Instructions for the task:
Starting at the first line of the data below, retype every line up to and including the one containing "another device may".

*** Material for the task ***

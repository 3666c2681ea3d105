// SPDX-License-Identifier: MIT
// SPDX-FileCopyrightText: 2025-2026 natyamatsya contributors
//
// The BMC core context: one bound transport, an ordered set of request
// handlers plus an optional default, request dispatch, the response-open
// fan-out, and synthesised completion-code responses.
//
// Readers (dispatch, fan-out, response sends) walk a copy-on-write roster
// snapshot under an epoch guard and never block. Writers (registration
// changes) serialise on a mutex, publish a new snapshot, and wait for the
// previous generation of readers to drain before freeing the old one, so a
// successful unregister guarantees no callback into that driver is still
// in progress.

use std::sync::atomic::{AtomicBool, AtomicPtr, Ordering};
use std::sync::{Arc, Mutex, MutexGuard, OnceLock};

use crate::epoch::Epoch;
use crate::msg::{BtMsg, NETFN_LUN_RESPONSE_MASK};
use crate::{Error, Result};

/// An upper-level handler of IPMI requests.
///
/// Registered handlers are consulted in registration order; the first whose
/// [`match_request`](BmcDevice::match_request) returns `true` owns the
/// request, even if its `handle_request` then fails.
///
/// All three callbacks may be invoked from a context that forbids
/// blocking, sleeping, and allocation. A handler that needs any of those
/// must hand the request off to its own worker.
pub trait BmcDevice: Send + Sync {
    /// Whether this device can handle `request`.
    fn match_request(&self, request: &BtMsg) -> bool;

    /// Handle a request previously claimed by `match_request` (or routed
    /// here as the default). A failure is answered on the wire with the
    /// matching completion code.
    fn handle_request(&self, request: &BtMsg) -> Result<()>;

    /// A response finished sending and the transport can accept another.
    ///
    /// Every registered device receives this signal; another device may
    /// win the race for the slot, so a retried `send_response` can still
    /// come back [`Error::Busy`].
    fn signal_response_open(&self);
}

/// A lower-level transport connecting the BMC to the host.
pub trait BmcBus: Send + Sync {
    /// Submit a response to the host. [`Error::Busy`] means a response is
    /// already in flight; the caller should wait for the next
    /// response-open signal and retry.
    fn send_response(&self, response: &BtMsg) -> Result<()>;

    /// Whether a response could currently be sent. Advisory:
    /// `send_response` may still return [`Error::Busy`] if another caller
    /// claims the slot in between.
    fn is_response_open(&self) -> bool;
}

/// The read-side snapshot: ordered handlers, the default slot, the
/// transport slot. Replaced wholesale on every registration change.
#[derive(Clone)]
struct Roster {
    devices: Vec<Arc<dyn BmcDevice>>,
    default_device: Option<Arc<dyn BmcDevice>>,
    bus: Option<Arc<dyn BmcBus>>,
}

impl Roster {
    fn empty() -> Self {
        Self {
            devices: Vec::new(),
            default_device: None,
            bus: None,
        }
    }
}

/// Identity comparison for registry entries.
///
/// Compares allocation addresses only: `Arc::ptr_eq` on trait objects also
/// compares vtable pointers, which are not unique across codegen units.
fn same_entry<T: ?Sized, U: ?Sized>(a: &Arc<T>, b: &Arc<U>) -> bool {
    std::ptr::addr_eq(Arc::as_ptr(a), Arc::as_ptr(b))
}

/// Context object tying transports and devices together.
///
/// Most deployments use the process-wide instance from [`global_ctx`];
/// constructors of transports and devices take the handle explicitly, so
/// tests and embedders can run several independent contexts.
pub struct BmcCtx {
    roster: AtomicPtr<Roster>,
    epoch: Epoch,
    drivers_mutex: Mutex<()>,
    shut_down: AtomicBool,
}

impl BmcCtx {
    /// Create an empty context: no transport, no devices.
    pub fn new() -> Self {
        Self {
            roster: AtomicPtr::new(Box::into_raw(Box::new(Roster::empty()))),
            epoch: Epoch::new(),
            drivers_mutex: Mutex::new(()),
            shut_down: AtomicBool::new(false),
        }
    }

    /// Run `f` against the current roster under a read guard.
    ///
    /// Never blocks; the pointer load pairs with the `SeqCst` publish in
    /// `publish` (see `epoch.rs` for the full ordering argument).
    fn with_roster<R>(&self, f: impl FnOnce(&Roster) -> R) -> R {
        let _guard = self.epoch.enter();
        let roster = unsafe { &*self.roster.load(Ordering::SeqCst) };
        f(roster)
    }

    /// Swap in a new roster and wait for readers of the old one to drain.
    /// Must be called with `drivers_mutex` held.
    fn publish(&self, _witness: &MutexGuard<'_, ()>, next: Roster) {
        let next = Box::into_raw(Box::new(next));
        let old = self.roster.swap(next, Ordering::SeqCst);
        self.epoch.synchronize();
        // No reader can still observe `old`.
        drop(unsafe { Box::from_raw(old) });
    }

    fn writer_lock(&self) -> Result<MutexGuard<'_, ()>> {
        let guard = self.drivers_mutex.lock().unwrap_or_else(|e| e.into_inner());
        if self.shut_down.load(Ordering::Acquire) {
            return Err(Error::Unsupported);
        }
        Ok(guard)
    }

    /// Roster as seen by the writer. Only valid while `drivers_mutex` is
    /// held; nothing else swaps the pointer in the meantime.
    fn writer_roster(&self, _witness: &MutexGuard<'_, ()>) -> &Roster {
        unsafe { &*self.roster.load(Ordering::SeqCst) }
    }

    /// Register a device. Fails with [`Error::AlreadyRegistered`] if this
    /// exact device (by identity) is already present.
    pub fn register_device(&self, device: Arc<dyn BmcDevice>) -> Result<()> {
        let w = self.writer_lock()?;
        let cur = self.writer_roster(&w);
        if cur.devices.iter().any(|d| same_entry(d, &device)) {
            return Err(Error::AlreadyRegistered);
        }
        let mut next = cur.clone();
        next.devices.push(device);
        self.publish(&w, next);
        Ok(())
    }

    /// Unregister a device. Fails with [`Error::NotFound`] if it is not
    /// registered. On success, no callback into the device is still in
    /// progress and none will start.
    pub fn unregister_device(&self, device: &Arc<dyn BmcDevice>) -> Result<()> {
        let w = self.writer_lock()?;
        let cur = self.writer_roster(&w);
        let idx = cur
            .devices
            .iter()
            .position(|d| same_entry(d, device))
            .ok_or(Error::NotFound)?;
        let mut next = cur.clone();
        next.devices.remove(idx);
        self.publish(&w, next);
        Ok(())
    }

    /// Make `device` the default device: it receives every request no
    /// other device matches. Fails with [`Error::Busy`] if a default is
    /// already registered.
    pub fn register_default_device(&self, device: Arc<dyn BmcDevice>) -> Result<()> {
        let w = self.writer_lock()?;
        let cur = self.writer_roster(&w);
        if cur.default_device.is_some() {
            return Err(Error::Busy);
        }
        let mut next = cur.clone();
        next.default_device = Some(device);
        self.publish(&w, next);
        Ok(())
    }

    /// Unregister the default device. Fails with [`Error::NotFound`] if
    /// `device` does not hold the slot. Waits for quiescence on success.
    pub fn unregister_default_device(&self, device: &Arc<dyn BmcDevice>) -> Result<()> {
        let w = self.writer_lock()?;
        let cur = self.writer_roster(&w);
        match &cur.default_device {
            Some(d) if same_entry(d, device) => {}
            _ => return Err(Error::NotFound),
        }
        let mut next = cur.clone();
        next.default_device = None;
        self.publish(&w, next);
        Ok(())
    }

    /// Bind a transport. Only one can be bound at a time; a second bind
    /// fails with [`Error::Busy`].
    pub fn register_bus(&self, bus: Arc<dyn BmcBus>) -> Result<()> {
        let w = self.writer_lock()?;
        let cur = self.writer_roster(&w);
        if cur.bus.is_some() {
            return Err(Error::Busy);
        }
        let mut next = cur.clone();
        next.bus = Some(bus);
        self.publish(&w, next);
        log::debug!("transport bound");
        Ok(())
    }

    /// Unbind a transport. Fails with [`Error::NotFound`] if `bus` is not
    /// the bound transport. Waits for quiescence on success.
    pub fn unregister_bus(&self, bus: &Arc<dyn BmcBus>) -> Result<()> {
        let w = self.writer_lock()?;
        let cur = self.writer_roster(&w);
        match &cur.bus {
            Some(b) if same_entry(b, bus) => {}
            _ => return Err(Error::NotFound),
        }
        let mut next = cur.clone();
        next.bus = None;
        self.publish(&w, next);
        log::debug!("transport unbound");
        Ok(())
    }

    /// Send a response on the bound transport.
    ///
    /// [`Error::NoDevice`] when no transport is bound; otherwise whatever
    /// the transport answers ([`Error::Busy`] means wait for the next
    /// response-open signal).
    pub fn send_response(&self, response: &BtMsg) -> Result<()> {
        self.with_roster(|r| match &r.bus {
            Some(bus) => bus.send_response(response),
            None => Err(Error::NoDevice),
        })
    }

    /// Whether a new response could currently be sent. `false` when no
    /// transport is bound. Advisory; `send_response` is authoritative.
    pub fn is_response_open(&self) -> bool {
        self.with_roster(|r| match &r.bus {
            Some(bus) => bus.is_response_open(),
            None => false,
        })
    }

    /// Route one received request.
    ///
    /// Called by the transport once per fully populated frame, possibly
    /// from interrupt context. The first matching device owns the request;
    /// the default device takes whatever nothing matched. A failed outcome
    /// (including "nobody took it") is answered with a completion-code
    /// response.
    pub fn handle_request(&self, request: &BtMsg) {
        if self.shut_down.load(Ordering::Acquire) {
            log::debug!("dropping request seq {} after shutdown", request.seq);
            return;
        }
        let outcome = self.with_roster(|r| {
            for device in &r.devices {
                if device.match_request(request) {
                    return device.handle_request(request);
                }
            }
            match &r.default_device {
                Some(d) => d.handle_request(request),
                None => Err(Error::Unsupported),
            }
        });
        if let Err(err) = outcome {
            self.send_error_response(request, err.completion_code());
        }
    }

    /// Notify every device, in registration order and then the default,
    /// that the transport can accept another response.
    ///
    /// Called by the transport after it finishes sending a response.
    /// Devices with queued responses re-enter [`BmcCtx::send_response`]
    /// themselves; there is no feedback loop.
    pub fn signal_response_open(&self) {
        self.with_roster(|r| {
            for device in &r.devices {
                device.signal_response_open();
            }
            if let Some(d) = &r.default_device {
                d.signal_response_open();
            }
        });
    }

    /// Answer `request` with a single-byte completion-code response.
    ///
    /// Sent once; if another response is in flight the emission fails and
    /// the host is left to time out. Buffering and retrying synthesised
    /// responses is a possible refinement, but device drivers generally
    /// report their own errors and this path is only the fallback.
    fn send_error_response(&self, request: &BtMsg, ccode: u8) {
        // One payload byte: construction cannot exceed the payload bound.
        let Ok(response) = BtMsg::new(
            request.netfn_lun | NETFN_LUN_RESPONSE_MASK,
            request.seq,
            request.cmd,
            &[ccode],
        ) else {
            return;
        };
        if let Err(err) = self.send_response(&response) {
            log::warn!(
                "failed to reply with completion code {:#04x}: {}",
                ccode,
                err
            );
        }
    }

    /// Shut the context down: refuse further registrations, wait for
    /// in-flight dispatch to drain, drop every reference the roster holds.
    /// Re-initialisation is not supported.
    pub fn shutdown(&self) {
        let w = self.drivers_mutex.lock().unwrap_or_else(|e| e.into_inner());
        if self.shut_down.swap(true, Ordering::AcqRel) {
            return;
        }
        self.publish(&w, Roster::empty());
        log::debug!("core context shut down");
    }
}

impl Default for BmcCtx {
    fn default() -> Self {
        Self::new()
    }
}

impl Drop for BmcCtx {
    fn drop(&mut self) {
        let ptr = std::mem::replace(self.roster.get_mut(), std::ptr::null_mut());
        if !ptr.is_null() {
            // Exclusive access: no guards can be live once the ctx drops.
            drop(unsafe { Box::from_raw(ptr) });
        }
    }
}

/// The process-wide context, created on first use.
///
/// Transports and devices loaded independently find each other through
/// this handle; everything also accepts an explicit `Arc<BmcCtx>` so the
/// global is only a convenience for top-level wiring.
pub fn global_ctx() -> Arc<BmcCtx> {
    static GLOBAL: OnceLock<Arc<BmcCtx>> = OnceLock::new();
    Arc::clone(GLOBAL.get_or_init(|| Arc::new(BmcCtx::new())))
}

*** End of Material for the task ***

Task answer:
repository 3666c2681ea3d105
// SPDX-License-Identifier: MIT
// SPDX-FileCopyrightText: 2025-2026 natyamatsya contributors
//
// The BMC core context: one bound transport, an ordered set of request
// handlers plus an optional default, request dispatch, the response-open
// fan-out, and synthesised completion-code responses.
//
// Readers (dispatch, fan-out, response sends) walk a copy-on-write roster
// snapshot under an epoch guard and never block. Writers (registration
// changes) serialise on a mutex, publish a new snapshot, and wait for the
// previous generation of readers to drain before freeing the old one, so a
// successful unregister guarantees no callback into that driver is still
// in progress.

use std::sync::atomic::{AtomicBool, AtomicPtr, Ordering};
use std::sync::{Arc, Mutex, MutexGuard, OnceLock};

use crate::epoch::Epoch;
use crate::msg::{BtMsg, NETFN_LUN_RESPONSE_MASK};
use crate::{Error, Result};

/// An upper-level handler of IPMI requests.
///
/// Registered handlers are consulted in registration order; the first whose
/// [`match_request`](BmcDevice::match_request) returns `true` owns the
/// request, even if its `handle_request` then fails.
///
/// All three callbacks may be invoked from a context that forbids
/// blocking, sleeping, and allocation. A handler that needs any of those
/// must hand the request off to its own worker.
pub trait BmcDevice: Send + Sync {
    /// Whether this device can handle `request`.
    fn match_request(&self, request: &BtMsg) -> bool;

    /// Handle a request previously claimed by `match_request` (or routed
    /// here as the default). A failure is answered on the wire with the
    /// matching completion code.
    fn handle_request(&self, request: &BtMsg) -> Result<()>;

    /// A response finished sending and the transport can accept another.
    ///
    /// Every registered device receives this signal; another device may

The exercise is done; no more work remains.